**TASK PROMPT**. Taking the listing below, restate word for word each line from the line with "fn from(obj: GcsObject)" to the line with "return Some(token);", ends included, and stop there.

**EXERCISE MATERIAL**.
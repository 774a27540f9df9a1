use anyhow::Result;
use serde::Serialize;
use std::collections::BTreeMap;
use std::fs::File;
use std::io::Write;
use std::path::Path;

use crate::labels::LabelMap;

/// Export format options
#[derive(Debug, Clone, Copy, PartialEq, Eq)]
pub enum ExportFormat {
    Json,
    Csv,
}

impl ExportFormat {
    pub fn from_path(path: &Path) -> Self {
        match path.extension().and_then(|e| e.to_str()) {
            Some(ext) if ext.eq_ignore_ascii_case("json") => ExportFormat::Json,
            _ => ExportFormat::Csv,
        }
    }
}

/// Classification outcome for one image
#[derive(Debug, Clone, Serialize)]
pub struct ImagePrediction {
    pub path: String,
    pub top_label: Option<String>,
    pub top_probability: Option<f32>,
    pub probabilities: BTreeMap<String, f32>,
    pub error: Option<String>,
}

impl ImagePrediction {
    pub fn from_probs(path: &Path, labels: &LabelMap, probs: &[f32]) -> Self {
        let top = labels.argmax(probs);
        Self {
            path: path.display().to_string(),
            top_label: top.map(|(label, _)| label.to_string()),
            top_probability: top.map(|(_, p)| p),
            probabilities: labels
                .ranked(probs)
                .into_iter()
                .map(|(label, p)| (label.to_string(), p))
                .collect(),
            error: None,
        }
    }

    pub fn failed(path: &Path, error: impl std::fmt::Display) -> Self {
        Self {
            path: path.display().to_string(),
            top_label: None,
            top_probability: None,
            probabilities: BTreeMap::new(),
            error: Some(error.to_string()),
        }
    }
}

/// Export predictions to a file, picking the format from its extension
pub fn export_predictions(
    predictions: &[ImagePrediction],
    labels: &LabelMap,
    output_path: &Path,
) -> Result<usize> {
    let file = File::create(output_path)?;

    match ExportFormat::from_path(output_path) {
        ExportFormat::Json => write_json(predictions, file)?,
        ExportFormat::Csv => write_csv(predictions, labels, file)?,
    }

    Ok(predictions.len())
}

pub fn write_json(predictions: &[ImagePrediction], mut writer: impl Write) -> Result<()> {
    serde_json::to_writer_pretty(&mut writer, predictions)?;
    writer.write_all(b"\n")?;
    Ok(())
}

/// One row per image, one probability column per label in index order
pub fn write_csv(predictions: &[ImagePrediction], labels: &LabelMap, writer: impl Write) -> Result<()> {
    let mut wtr = csv::Writer::from_writer(writer);
    let label_names: Vec<&String> = labels.num2text().values().collect();

    let mut header = vec!["path".to_string(), "top_label".to_string()];
    header.extend(label_names.iter().map(|l| l.to_string()));
    header.push("error".to_string());
    wtr.write_record(&header)?;

    for prediction in predictions {
        let mut record = vec![
            prediction.path.clone(),
            prediction.top_label.clone().unwrap_or_default(),
        ];
        record.extend(label_names.iter().map(|label| {
            prediction
                .probabilities
                .get(*label)
                .map(|p| format!("{:.6}", p))
                .unwrap_or_default()
        }));
        record.push(prediction.error.clone().unwrap_or_default());
        wtr.write_record(&record)?;
    }

    wtr.flush()?;
    Ok(())
}
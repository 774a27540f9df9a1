//! Google Cloud Storage client over the JSON API

use base64::{engine::general_purpose::STANDARD as BASE64, Engine};
use chrono::{DateTime, Utc};
use md5::{Digest, Md5};
use serde::Deserialize;
use std::fs::File;
use std::io::{Read, Write};
use std::path::Path;
use std::sync::OnceLock;
use std::time::Duration;

use super::{BlobInfo, BlobStore};
use crate::config::StorageConfig;
use crate::error::StorageError;

const TOKEN_ENV: &str = "GOOGLE_OAUTH_ACCESS_TOKEN";
const METADATA_TOKEN_URL: &str =
    "http://metadata.google.internal/computeMetadata/v1/instance/service-accounts/default/token";

pub struct GcsStore {
    endpoint: String,
    agent: ureq::Agent,
    configured_token: Option<String>,
    resolved_token: OnceLock<Option<String>>,
    verify_checksum: bool,
}

#[derive(Debug, Deserialize)]
#[serde(rename_all = "camelCase")]
struct ObjectList {
    #[serde(default)]
    items: Vec<GcsObject>,
    next_page_token: Option<String>,
}

#[derive(Debug, Deserialize)]
#[serde(rename_all = "camelCase")]
struct GcsObject {
    name: String,
    bucket: String,
    updated: DateTime<Utc>,
    size: Option<String>,
    md5_hash: Option<String>,
}

impl From<GcsObject> for BlobInfo {
    fn from(obj: GcsObject) -> Self {
        BlobInfo {
            name: obj.name,
            bucket: obj.bucket,
            updated: obj.updated,
            size: obj.size.and_then(|s| s.parse().ok()),
            md5_hash: obj.md5_hash,
        }
    }
}

#[derive(Debug, Deserialize)]
struct MetadataToken {
    access_token: String,
}

impl GcsStore {
    pub fn from_config(config: &StorageConfig) -> Self {
        let agent = ureq::AgentBuilder::new()
            .timeout_connect(Duration::from_secs(10))
            .timeout_read(Duration::from_secs(config.timeout_secs))
            .build();

        Self {
            endpoint: config.endpoint.trim_end_matches('/').to_string(),
            agent,
            configured_token: config.access_token.clone().filter(|t| !t.is_empty()),
            resolved_token: OnceLock::new(),
            verify_checksum: config.verify_checksum,
        }
    }

    /// Bearer token from config, environment, or the instance metadata server
    fn token(&self) -> Option<&str> {
        self.resolved_token
            .get_or_init(|| {
                if let Some(token) = &self.configured_token {
                    return Some(token.clone());
                }
                if let Ok(token) = std::env::var(TOKEN_ENV) {
                    if !token.is_empty() {
                        return Some(token);
                    }
                }
                match fetch_metadata_token() {
                    Ok(token) => Some(token),
                    Err(e) => {
                        tracing::debug!(error = %e, "No metadata server token, using anonymous access");
                        None
                    }
                }
            })
            .as_deref()
    }

    fn get(&self, url: &str) -> ureq::Request {
        let request = self.agent.get(url);
        match self.token() {
            Some(token) => request.set("Authorization", &format!("Bearer {}", token)),
            None => request,
        }
    }

    fn bucket_url(&self, bucket: &str) -> String {
        format!("{}/storage/v1/b/{}", self.endpoint, urlencoding::encode(bucket))
    }

    fn object_url(&self, bucket: &str, name: &str) -> String {
        format!("{}/o/{}", self.bucket_url(bucket), urlencoding::encode(name))
    }

    fn ensure_bucket(&self, bucket: &str) -> Result<(), StorageError> {
        self.get(&self.bucket_url(bucket))
            .call()
            .map_err(|e| map_ureq_error(bucket, e))?;
        Ok(())
    }
}

impl BlobStore for GcsStore {
    fn list_blobs(&self, bucket: &str, prefix: &str) -> Result<Vec<BlobInfo>, StorageError> {
        self.ensure_bucket(bucket)?;

        let url = format!("{}/o", self.bucket_url(bucket));
        let mut blobs = Vec::new();
        let mut page_token: Option<String> = None;

        loop {
            let mut request = self.get(&url).query("prefix", prefix);
            if let Some(token) = &page_token {
                request = request.query("pageToken", token);
            }

            let page: ObjectList = request
                .call()
                .map_err(|e| map_ureq_error(bucket, e))?
                .into_json()
                .map_err(|e| StorageError::Parse(e.to_string()))?;

            blobs.extend(page.items.into_iter().map(BlobInfo::from));

            match page.next_page_token {
                Some(token) => page_token = Some(token),
                None => break,
            }
        }

        tracing::debug!(bucket = %bucket, prefix = %prefix, count = blobs.len(), "Listed blobs");
        Ok(blobs)
    }

    fn download(&self, blob: &BlobInfo, dest: &Path) -> Result<(), StorageError> {
        if let Some(parent) = dest.parent() {
            std::fs::create_dir_all(parent)?;
        }

        let response = self
            .get(&self.object_url(&blob.bucket, &blob.name))
            .query("alt", "media")
            .call()
            .map_err(|e| match map_ureq_error(&blob.bucket, e) {
                StorageError::BucketNotFound(bucket) => StorageError::ObjectNotFound {
                    bucket,
                    name: blob.name.clone(),
                },
                other => other,
            })?;

        // Write next to the target and rename, so a failed download never
        // leaves a truncated model behind
        let partial = dest.with_extension("part");
        let digest = match write_hashed(&mut response.into_reader(), &partial) {
            Ok(digest) => digest,
            Err(e) => {
                let _ = std::fs::remove_file(&partial);
                return Err(e.into());
            }
        };

        if self.verify_checksum {
            if let Some(expected) = &blob.md5_hash {
                if let Err(e) = verify_md5(&blob.name, expected, &digest) {
                    let _ = std::fs::remove_file(&partial);
                    return Err(e);
                }
            }
        }

        std::fs::rename(&partial, dest)?;
        tracing::info!(blob = %blob.name, path = ?dest, "Model downloaded");
        Ok(())
    }

    fn store_name(&self) -> &'static str {
        "gcs"
    }
}

/// Copy a stream to a file, returning the MD5 digest of what was written
fn write_hashed(reader: &mut impl Read, path: &Path) -> std::io::Result<Vec<u8>> {
    let mut file = File::create(path)?;
    let mut hasher = Md5::new();
    let mut buffer = [0u8; 64 * 1024];

    loop {
        let bytes_read = reader.read(&mut buffer)?;
        if bytes_read == 0 {
            break;
        }
        hasher.update(&buffer[..bytes_read]);
        file.write_all(&buffer[..bytes_read])?;
    }
    file.flush()?;

    Ok(hasher.finalize().to_vec())
}

fn verify_md5(name: &str, expected: &str, digest: &[u8]) -> Result<(), StorageError> {
    let actual = BASE64.encode(digest);
    if actual == expected {
        Ok(())
    } else {
        Err(StorageError::Integrity {
            name: name.to_string(),
            expected: expected.to_string(),
            actual,
        })
    }
}

fn map_ureq_error(bucket: &str, error: ureq::Error) -> StorageError {
    match error {
        ureq::Error::Status(status, response) => {
            let message = response.into_string().unwrap_or_default();
            map_status(bucket, status, message)
        }
        ureq::Error::Transport(t) => StorageError::Transport(t.to_string()),
    }
}

fn map_status(bucket: &str, status: u16, message: String) -> StorageError {
    match status {
        404 => StorageError::BucketNotFound(bucket.to_string()),
        401 | 403 => StorageError::Auth(message),
        _ => StorageError::Http { status, message },
    }
}

fn fetch_metadata_token() -> Result<String, StorageError> {
    let agent = ureq::AgentBuilder::new()
        .timeout(Duration::from_secs(2))
        .build();

    let token: MetadataToken = agent
        .get(METADATA_TOKEN_URL)
        .set("Metadata-Flavor", "Google")
        .call()
        .map_err(|e| StorageError::Auth(e.to_string()))?
        .into_json()
        .map_err(|e| StorageError::Parse(e.to_string()))?;

    Ok(token.access_token)
}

**ANSWER TO THIS PROBLEM**.
    fn from(obj: GcsObject) -> Self {
        BlobInfo {
            name: obj.name,
            bucket: obj.bucket,
            updated: obj.updated,
            size: obj.size.and_then(|s| s.parse().ok()),
            md5_hash: obj.md5_hash,
        }
    }
}

#[derive(Debug, Deserialize)]
struct MetadataToken {
    access_token: String,
}

impl GcsStore {
    pub fn from_config(config: &StorageConfig) -> Self {
        let agent = ureq::AgentBuilder::new()
            .timeout_connect(Duration::from_secs(10))
            .timeout_read(Duration::from_secs(config.timeout_secs))
            .build();

        Self {
            endpoint: config.endpoint.trim_end_matches('/').to_string(),
            agent,
            configured_token: config.access_token.clone().filter(|t| !t.is_empty()),
            resolved_token: OnceLock::new(),
            verify_checksum: config.verify_checksum,
        }
    }

    /// Bearer token from config, environment, or the instance metadata server
    fn token(&self) -> Option<&str> {
        self.resolved_token
            .get_or_init(|| {
                if let Some(token) = &self.configured_token {
                    return Some(token.clone());
                }
                if let Ok(token) = std::env::var(TOKEN_ENV) {
                    if !token.is_empty() {
                        return Some(token);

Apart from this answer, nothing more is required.